Repeat the entries below exactly. Begin with the first line and end with the line that contains "currently looking at.".
━━━ Input ━━━
use std::collections::HashMap;
use std::sync::Arc;

use chrono::{DateTime, Utc};
use log::{error, warn};
use serde::{Deserialize, Serialize};
use tokio::sync::Mutex;

use crate::db::{Database, StoredDecision};
use crate::error::{ReviewError, ReviewResult};
use crate::fusion::{FusedCandidate, PresentationSlot};

/// Review state of one target, derived from decision + focus, never stored.
#[derive(Debug, Clone, Copy, Serialize, Deserialize, PartialEq, Eq)]
#[serde(rename_all = "camelCase")]
pub enum TargetStatus {
    Pending,
    Selected,
    Completed,
}

/// The reviewer's binding choice for one target.
#[derive(Debug, Clone, Serialize, Deserialize, PartialEq)]
#[serde(rename_all = "camelCase")]
pub struct Decision {
    pub character: char,
    pub reliability: f64,
    pub decided_at: DateTime<Utc>,
}

struct StoreState {
    /// Fused candidates per target, registered before any decision is
    /// possible; acceptance is validated against these identities.
    candidates: HashMap<u32, Vec<FusedCandidate>>,
    decisions: HashMap<u32, Decision>,
    /// The single target the reviewer is currently looking at.
    focused: Option<u32>,
}

/// Per-target acceptance tracking for one document under review.
///
/// One mutex guards the whole state, so accept's clear-previous-then-set-new
/// step is a single atomic unit even when UI events interleave. When built
/// with a database handle, decisions are written through after the in-memory
/// change; persistence failures are logged and never fail the review action.
pub struct InspectionStore {
    inner: Arc<Mutex<StoreState>>,
    db: Option<Database>,
    document_id: String,
}

impl InspectionStore {
    pub fn new(document_id: impl Into<String>) -> Self {
        Self {
            inner: Arc::new(Mutex::new(StoreState {
                candidates: HashMap::new(),
                decisions: HashMap::new(),
                focused: None,
            })),
            db: None,
            document_id: document_id.into(),
        }
    }

    pub fn with_database(document_id: impl Into<String>, db: Database) -> Self {
        let mut store = Self::new(document_id);
        store.db = Some(db);
        store
    }

    pub fn document_id(&self) -> &str {
        &self.document_id
    }

    /// Register a target's presentation list. Placeholder rows carry no
    /// candidate identity and are skipped.
    pub async fn register_candidates(&self, target_id: u32, slots: &[PresentationSlot]) {
        let candidates: Vec<FusedCandidate> =
            slots.iter().filter_map(|s| s.candidate().cloned()).collect();
        let mut state = self.inner.lock().await;
        state.candidates.insert(target_id, candidates);
    }

    /// Mark `character` as the sole accepted candidate for the target,
    /// replacing any previous acceptance in the same step.
    pub async fn accept(&self, target_id: u32, character: char) -> ReviewResult<()> {
        let decision = {
            let mut state = self.inner.lock().await;
            let reliability = {
                let candidates = state
                    .candidates
                    .get(&target_id)
                    .ok_or(ReviewError::UnknownTarget { target_id })?;
                candidates
                    .iter()
                    .find(|c| c.character == character)
                    .ok_or_else(|| ReviewError::unknown_candidate(target_id, character))?
                    .reliability
            };

            let decision = Decision {
                character,
                reliability,
                decided_at: Utc::now(),
            };
            state.decisions.insert(target_id, decision.clone());
            decision
        };

        self.persist_upsert(target_id, &decision).await;
        Ok(())
    }

    /// Clear the acceptance for a target. Idempotent; unknown targets and
    /// already-pending targets are a no-op.
    pub async fn unaccept(&self, target_id: u32) {
        let removed = {
            let mut state = self.inner.lock().await;
            state.decisions.remove(&target_id).is_some()
        };

        if removed {
            self.persist_delete(target_id).await;
        }
    }

    /// Unaccept if `character` is the current acceptance, else accept it.
    pub async fn toggle(&self, target_id: u32, character: char) -> ReviewResult<()> {
        let currently_accepted = {
            let state = self.inner.lock().await;
            state
                .decisions
                .get(&target_id)
                .map(|d| d.character == character)
                .unwrap_or(false)
        };

        if currently_accepted {
            self.unaccept(target_id).await;
            Ok(())
        } else {
            self.accept(target_id, character).await
        }
    }

    /// Move the reviewer's focus to a target. Only one target is focused at
    /// a time; the previous focus falls back to pending or completed.
    pub async fn focus(&self, target_id: u32) -> ReviewResult<()> {
        let mut state = self.inner.lock().await;
        if !state.candidates.contains_key(&target_id) {
            return Err(ReviewError::UnknownTarget { target_id });
        }
        state.focused = Some(target_id);
        Ok(())
    }

    pub async fn clear_focus(&self) {
        let mut state = self.inner.lock().await;
        state.focused = None;
    }

    pub async fn status(&self, target_id: u32) -> TargetStatus {
        let state = self.inner.lock().await;
        if state.decisions.contains_key(&target_id) {
            TargetStatus::Completed
        } else if state.focused == Some(target_id) {
            TargetStatus::Selected
        } else {
            TargetStatus::Pending
        }
    }

    pub async fn accepted_character(&self, target_id: u32) -> Option<char> {
        let state = self.inner.lock().await;
        state.decisions.get(&target_id).map(|d| d.character)
    }

    pub async fn is_accepted(&self, target_id: u32, character: char) -> bool {
        self.accepted_character(target_id).await == Some(character)
    }

    pub async fn completed_count(&self) -> usize {
        let state = self.inner.lock().await;
        state.decisions.len()
    }

    /// Snapshot of all decisions, for the statistics aggregator.
    pub async fn decisions(&self) -> HashMap<u32, Decision> {
        let state = self.inner.lock().await;
        state.decisions.clone()
    }

    /// Restore decisions persisted in an earlier session. Rows referencing
    /// candidates no longer in the fused lists are skipped with a warning
    /// rather than failing startup.
    pub async fn rehydrate(&self, stored: Vec<StoredDecision>) {
        let mut state = self.inner.lock().await;
        for row in stored {
            let valid = state
                .candidates
                .get(&row.target_id)
                .map(|cs| cs.iter().any(|c| c.character == row.character))
                .unwrap_or(false);
            if !valid {
                warn!(
                    "skipping stale decision for target {} ('{}') in document {}",
                    row.target_id, row.character, self.document_id
                );
                continue;
            }
            state.decisions.insert(
                row.target_id,
                Decision {
                    character: row.character,
                    reliability: row.reliability,
                    decided_at: row.decided_at,
                },
            );
        }
    }

    async fn persist_upsert(&self, target_id: u32, decision: &Decision) {
        if let Some(db) = &self.db {
            let row = StoredDecision {
                document_id: self.document_id.clone(),
                target_id,
                character: decision.character,
                reliability: decision.reliability,
                decided_at: decision.decided_at,
            };
            if let Err(err) = db.upsert_decision(row).await {
                error!("failed to persist decision for target {target_id}: {err:#}");
            }
        }
    }

    async fn persist_delete(&self, target_id: u32) {
        if let Some(db) = &self.db {
            if let Err(err) = db.delete_decision(&self.document_id, target_id).await {
                error!("failed to delete persisted decision for target {target_id}: {err:#}");
            }
        }
    }
}

impl Clone for InspectionStore {
    fn clone(&self) -> Self {
        Self {
            inner: Arc::clone(&self.inner),
            db: self.db.clone(),
            document_id: self.document_id.clone(),
        }
    }
}

#[cfg(test)]
mod tests {
    use super::*;
    use crate::fusion::{fuse, FusionConfig, ModelScore};

    async fn store_with_target(target_id: u32) -> InspectionStore {
        let store = InspectionStore::new("rubbing-1");
        let vision = vec![
            ModelScore::new('麗', 85.4),
            ModelScore::new('郁', 80.8),
            ModelScore::new('都', 75.5),
        ];
        let nlp = vec![
            ModelScore::new('麗', 70.3),
            ModelScore::new('郡', 68.5),
            ModelScore::new('都', 52.3),
        ];
        let slots = fuse(target_id, &vision, &nlp, &FusionConfig::default()).unwrap();
        store.register_candidates(target_id, &slots).await;
        store
    }

    #[tokio::test]
    async fn accept_replaces_previous_acceptance() {
        let store = store_with_target(4).await;

        store.accept(4, '麗').await.unwrap();
        store.accept(4, '都').await.unwrap();

        assert_eq!(store.accepted_character(4).await, Some('都'));
        assert!(!store.is_accepted(4, '麗').await);
        assert_eq!(store.completed_count().await, 1);
    }

    #[tokio::test]
    async fn unaccept_is_idempotent() {
        let store = store_with_target(4).await;
        store.accept(4, '麗').await.unwrap();

        store.unaccept(4).await;
        let after_first = store.decisions().await;
        store.unaccept(4).await;
        let after_second = store.decisions().await;

        assert!(after_first.is_empty());
        assert_eq!(after_first, after_second);
    }

    #[tokio::test]
    async fn toggle_flips_acceptance() {
        let store = store_with_target(4).await;

        store.toggle(4, '麗').await.unwrap();
        assert!(store.is_accepted(4, '麗').await);

        store.toggle(4, '麗').await.unwrap();
        assert_eq!(store.accepted_character(4).await, None);

        store.toggle(4, '麗').await.unwrap();
        store.toggle(4, '郡').await.unwrap();
        assert_eq!(store.accepted_character(4).await, Some('郡'));
    }

    #[tokio::test]
    async fn status_follows_focus_and_decisions() {
        let store = store_with_target(4).await;
        assert_eq!(store.status(4).await, TargetStatus::Pending);

        store.focus(4).await.unwrap();
        assert_eq!(store.status(4).await, TargetStatus::Selected);

        store.accept(4, '麗').await.unwrap();
        assert_eq!(store.status(4).await, TargetStatus::Completed);

        // Completed targets keep their character while unfocused.
        store.clear_focus().await;
        assert_eq!(store.status(4).await, TargetStatus::Completed);
        assert_eq!(store.accepted_character(4).await, Some('麗'));

        // Reopening for re-review, then walking away without a decision.
        store.unaccept(4).await;
        store.focus(4).await.unwrap();
        assert_eq!(store.status(4).await, TargetStatus::Selected);
        store.clear_focus().await;
        assert_eq!(store.status(4).await, TargetStatus::Pending);
    }

    #[tokio::test]
    async fn accept_validates_candidate_identity() {
        let store = store_with_target(4).await;

        let err = store.accept(4, '日').await.unwrap_err();
        assert_eq!(
            err,
            ReviewError::UnknownCandidate {
                target_id: 4,
                character: '日'
            }
        );
        assert_eq!(store.completed_count().await, 0);

        let err = store.accept(9, '麗').await.unwrap_err();
        assert_eq!(err, ReviewError::UnknownTarget { target_id: 9 });
    }

    #[tokio::test]
    async fn focus_requires_known_target() {
        let store = store_with_target(4).await;
        let err = store.focus(99).await.unwrap_err();
        assert_eq!(err, ReviewError::UnknownTarget { target_id: 99 });
    }

    #[tokio::test]
    async fn rehydrate_skips_stale_rows() {
        let store = store_with_target(4).await;
        let stored = vec![
            StoredDecision {
                document_id: "rubbing-1".into(),
                target_id: 4,
                character: '麗',
                reliability: 77.1,
                decided_at: Utc::now(),
            },
            StoredDecision {
                document_id: "rubbing-1".into(),
                target_id: 17,
                character: '日',
                reliability: 40.0,
                decided_at: Utc::now(),
            },
        ];

        store.rehydrate(stored).await;

        assert_eq!(store.completed_count().await, 1);
        assert_eq!(store.accepted_character(4).await, Some('麗'));
    }
}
━━━
Your response:
use std::collections::HashMap;
use std::sync::Arc;

use chrono::{DateTime, Utc};
use log::{error, warn};
use serde::{Deserialize, Serialize};
use tokio::sync::Mutex;

use crate::db::{Database, StoredDecision};
use crate::error::{ReviewError, ReviewResult};
use crate::fusion::{FusedCandidate, PresentationSlot};

/// Review state of one target, derived from decision + focus, never stored.
#[derive(Debug, Clone, Copy, Serialize, Deserialize, PartialEq, Eq)]
#[serde(rename_all = "camelCase")]
pub enum TargetStatus {
    Pending,
    Selected,
    Completed,
}

/// The reviewer's binding choice for one target.
#[derive(Debug, Clone, Serialize, Deserialize, PartialEq)]
#[serde(rename_all = "camelCase")]
pub struct Decision {
    pub character: char,
    pub reliability: f64,
    pub decided_at: DateTime<Utc>,
}

struct StoreState {
    /// Fused candidates per target, registered before any decision is
    /// possible; acceptance is validated against these identities.
    candidates: HashMap<u32, Vec<FusedCandidate>>,
    decisions: HashMap<u32, Decision>,
    /// The single target the reviewer is currently looking at.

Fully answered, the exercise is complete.